On répète sans cesse : la preuve que les humanités modernes répondent à un besoin légitime, c’est le nombre d’élèves qu’a fini par recueillir l’enseignement spécial et qui augmentera avec l’enseignement français. — Mais on peut répondre : la preuve que la musique d’Offenbach et celle de Pierre Lecocq répondaient à un besoin légitime, c’est le nombre de spectateurs qui sont allés voir la Belle Hélène et la Fille de madame Angot (sans compter les courses de taureaux). Rabaissez l’art, rabaissez les études, et vous donnerez toujours satisfaction à certains besoins ; reste à savoir si ce sont les plus nobles.

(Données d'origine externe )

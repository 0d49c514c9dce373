//! Query handles, ids and the active-query registry.

mod handle;
mod id;
mod registry;

pub use handle::{QueryHandle, QueryOptions};
pub use id::QueryId;
pub use registry::{ActiveQueryRegistry, Registration};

Au reste, l’enseignement spécial n’a réussi que là où son succès était légitime, c’est-à-dire dans les trois premières années du cours ; à partir de la quatrième année, les élèves désertent. Sa vraie destination est en effet de fournir un enseignement de moyenne valeur à ceux que réclame, au bout de quelques années, la pratique des professions industrielles. M. Duruy l’avait compris.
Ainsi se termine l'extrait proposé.